Mr. Jim Franklin, an elementary special education teacher at Elm Street Elementary School in Rome Georgia, has spent the last ten months establishing a new company, Slide-A-Round Math Manipulatives, LLC, and working to manufacture the products he created and designed to help the students in his own classroom face the challenges of ever-increasing rigor with national math standards (CCGPS).

To provide a little background, at the beginning of the 2011-2012 school year, Mr. Franklin’s assistant special education director along with a math coordinator from a local college, requested to observe his 4th grade math inclusion class. The students were working with math standards involving the abstract concept of rounding numbers. When he began to search for new strategies/interventions that had been successfully implemented by other teachers involving the concept of rounding numbers, he was somewhat surprised with the lack of options. He saw only dry erase markers and boards, blocks, paper and pencil, and number lines up to 100; the numbers his students were using were greater than 100.  Although all four options have been used for years with some success, Jim wanted math manipulatives that could make an immediate impact on his students’ educational performance.

At this point, incorporating movable, interchangeable slides, he created a number line system that helps students visually round whole numbers up to 10,000,000. Student responses and achievement were both encouraging and immediate. When Jim began to show the concept and manipulatives to his colleagues, the reaction was overwhelmingly positive.
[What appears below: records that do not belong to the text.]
impl Lexer {
    pub fn new(input: &str) -> Self {
        Self {
            chars: input.chars().collect(),
            current: 0,
            line: 1,
            column: 1,
            depth: 0,
            pending_newline: None,
            queued: None,
            last_kind: None,
            finished: false,
        }
    }

    pub fn tokenize(&mut self) -> Vec<Token> {
        let tokens: Vec<Token> = self.by_ref().collect();
        tracing::trace!(count = tokens.len(), "tokenized source");
        tokens
    }

    fn at(&self) -> Option<char> {
        self.chars.get(self.current).copied()
    }

    fn peek(&self, offset: usize) -> Option<char> {
        self.chars.get(self.current + offset).copied()
    }

    fn cursor(&self) -> Position {
        Position::new(self.line, self.column)
    }

    fn advance(&mut self) -> Option<char> {
        let ch = self.at()?;
        self.current += 1;
        if ch == '\n' {
            self.line += 1;
            self.column = 1;
        } else {
            self.column += 1;
        }
        Some(ch)
    }

    fn advance_while(&mut self, predicate: impl Fn(char) -> bool) -> String {
        let mut taken = String::new();
        while let Some(ch) = self.at() {
            if !predicate(ch) {
                break;
            }
            taken.push(ch);
            self.advance();
        }
        taken
    }

    fn create_token(&self, kind: Kind, value: impl Into<String>, start: Position) -> Token {
        Token::new(kind, value, Span::new(start, self.cursor()))
    }

    fn emit(&mut self, token: Token) -> Token {
        match token.kind {
            Kind::LParen | Kind::LBracket => self.depth += 1,
            Kind::RParen | Kind::RBracket => self.depth = self.depth.saturating_sub(1),
            Kind::Newline => self.depth = 0,
            Kind::EOF => self.finished = true,
            _ => {}
        }
        self.last_kind = Some(token.kind);
        token
    }

    fn scan(&mut self) -> Token {
        loop {
            let start = self.cursor();
            let Some(ch) = self.at() else {
                return self.create_token(Kind::EOF, "", start);
            };

            match ch {
                '\n' => {
                    self.advance();
                    if self.depth > 0 {
                        if self.pending_newline.is_none() {
                            self.pending_newline = Some(Span::new(start, self.cursor()));
                        }
                        continue;
                    }
                    if matches!(self.last_kind, None | Some(Kind::Newline)) {
                        continue;
                    }
                    return self.create_token(Kind::Newline, "\n", start);
                }
                ch if ch.is_whitespace() => {
                    self.advance();
                }
                ';' => {
                    if self.peek(1) == Some('/') {
                        if let Some(invalid) = self.skip_block_comment(start) {
                            return invalid;
                        }
                    } else {
                        self.advance_while(|c| c != '\n');
                    }
                }
                '\\' => {
                    if let Some(invalid) = self.line_continuation(start) {
                        return invalid;
                    }
                }
                '{' => return self.doc_comment(start),
                '"' => return self.string(start),
                ch if ch.is_ascii_digit() => return self.number(start),
                ch if ch.is_ascii_alphabetic() || ch == '_' => return self.identifier(start),
                ch => {
                    return match grammar::operator(&self.chars[self.current..]) {
                        Some((kind, len)) => {
                            let text: String = self.chars[self.current..self.current + len].iter().collect();
                            for _ in 0..len {
                                self.advance();
                            }
                            self.create_token(kind, text, start)
                        }
                        None => {
                            self.advance();
                            self.create_token(
                                Kind::Invalid(LexicalError::UnexpectedCharacter),
                                ch.to_string(),
                                start,
                            )
                        }
                    };
                }
            }
        }
    }

    /// Skips `;/ ... /;`. Line breaks inside the comment are not significant.
    fn skip_block_comment(&mut self, start: Position) -> Option<Token> {
        self.advance(); // ;
        self.advance(); // /
        loop {
            match self.advance() {
                Some('/') if self.at() == Some(';') => {
                    self.advance();
                    return None;
                }
                Some(_) => {}
                None => {
                    return Some(self.create_token(
                        Kind::Invalid(LexicalError::UnterminatedComment),
                        ";/",
                        start,
                    ))
                }
            }
        }
    }

    /// A `\` at the end of a line joins it with the next one. Trailing blanks
    /// and a line comment may sit between the two.
    fn line_continuation(&mut self, start: Position) -> Option<Token> {
        let mark = (self.current, self.line, self.column);
        self.advance();
        self.advance_while(|c| c == ' ' || c == '\t' || c == '\r');
        if self.at() == Some(';') && self.peek(1) != Some('/') {
            self.advance_while(|c| c != '\n');
        }
        match self.at() {
            Some('\n') => {
                self.advance();
                None
            }
            None => None,
            Some(_) => {
                (self.current, self.line, self.column) = mark;
                self.advance();
                Some(self.create_token(
                    Kind::Invalid(LexicalError::UnexpectedCharacter),
                    "\\",
                    start,
                ))
            }
        }
    }

    fn doc_comment(&mut self, start: Position) -> Token {
        self.advance(); // {
        let text = self.advance_while(|c| c != '}');
        if self.advance().is_none() {
            return self.create_token(Kind::Invalid(LexicalError::UnterminatedDocComment), "{", start);
        }
        self.create_token(Kind::DocComment, text.trim(), start)
    }

    fn string(&mut self, start: Position) -> Token {
        self.advance(); // opening quote
        let mut value = String::new();
        let mut raw = String::new();
        let mut bad_escape = false;

        loop {
            match self.at() {
                None | Some('\n') => {
                    return self.create_token(Kind::Invalid(LexicalError::UnterminatedString), raw, start);
                }
                Some('"') => {
                    self.advance();
                    break;
                }
                Some('\\') => {
                    self.advance();
                    raw.push('\\');
                    match self.at() {
                        Some('n') => value.push('\n'),
                        Some('t') => value.push('\t'),
                        Some('\\') => value.push('\\'),
                        Some('"') => value.push('"'),
                        None | Some('\n') => continue,
                        Some(_) => bad_escape = true,
                    }
                    if let Some(escaped) = self.advance() {
                        raw.push(escaped);
                    }
                }
                Some(ch) => {
                    self.advance();
                    value.push(ch);
                    raw.push(ch);
                }
            }
        }

        if bad_escape {
            self.create_token(Kind::Invalid(LexicalError::InvalidEscape), raw, start)
        } else {
            self.create_token(Kind::StringLiteral, value, start)
        }
    }

    fn number(&mut self, start: Position) -> Token {
        let mut lexeme = String::new();
        let mut kind = Kind::IntLiteral;
        let mut malformed = false;

        if self.at() == Some('0') && matches!(self.peek(1), Some('x') | Some('X')) {
            lexeme.push(self.advance().unwrap_or('0'));
            lexeme.push(self.advance().unwrap_or('x'));
            let digits = self.advance_while(|c| c.is_ascii_hexdigit());
            malformed = digits.is_empty();
            lexeme.push_str(&digits);
        } else {
            lexeme.push_str(&self.advance_while(|c| c.is_ascii_digit()));

            if self.at() == Some('.') {
                self.advance();
                lexeme.push('.');
                let fraction = self.advance_while(|c| c.is_ascii_digit());
                malformed = fraction.is_empty();
                lexeme.push_str(&fraction);
                kind = Kind::FloatLiteral;
            }

            if matches!(self.at(), Some('e') | Some('E')) {
                let signed = matches!(self.peek(1), Some('+') | Some('-'));
                let digit_at = if signed { 2 } else { 1 };
                if self.peek(digit_at).map_or(false, |c| c.is_ascii_digit()) {
                    for _ in 0..digit_at {
                        lexeme.push(self.advance().unwrap_or('e'));
                    }
                    lexeme.push_str(&self.advance_while(|c| c.is_ascii_digit()));
                    kind = Kind::FloatLiteral;
                }
            }
        }

        // Digits running straight into letters, e.g. `12abc` or `1e`.
        let tail = self.advance_while(|c| c.is_ascii_alphanumeric() || c == '_');
        if !tail.is_empty() {
            malformed = true;
            lexeme.push_str(&tail);
        }

        if malformed {
            self.create_token(Kind::Invalid(LexicalError::MalformedNumber), lexeme, start)
        } else {
            self.create_token(kind, lexeme, start)
        }
    }

    fn identifier(&mut self, start: Position) -> Token {
        let ident = self.advance_while(|c| c.is_ascii_alphanumeric() || c == '_');
        let kind = grammar::keyword(&ident).unwrap_or(Kind::Identifier);
        self.create_token(kind, ident, start)
    }
}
Teachers began to ask him to create manipulatives to address a variety of other math standards that were difficult concepts for their students to grasp. Due to their requests, he also developed manipulatives for them that involve weight, elapsed time, money, decimals, and fractions.

As with any truly powerful teaching tool, the ideas continue to expand and grow based on student need. Collaborating with a variety of stake holders – teachers, students, administrators, parents, specialists, and therapists, Mr. Franklin has added a visually-impaired (24-inch) version of his student version and is also currently consulting with American Printinghouse for the Blind to convert the Teachers’ Aid (32-inch) to Braille. When you visit his website www.slidearoundmath.com, you will be able to view images of all of his current products as well as follow his blog which details updated information about meetings, conferences, and new product releases.

Jim will be an exhibitor at the 2012 NCTM Conference in Dallas, TX this October 10-12th and will also present at the 2012 ACTM in Montgomery, AL on November 2th.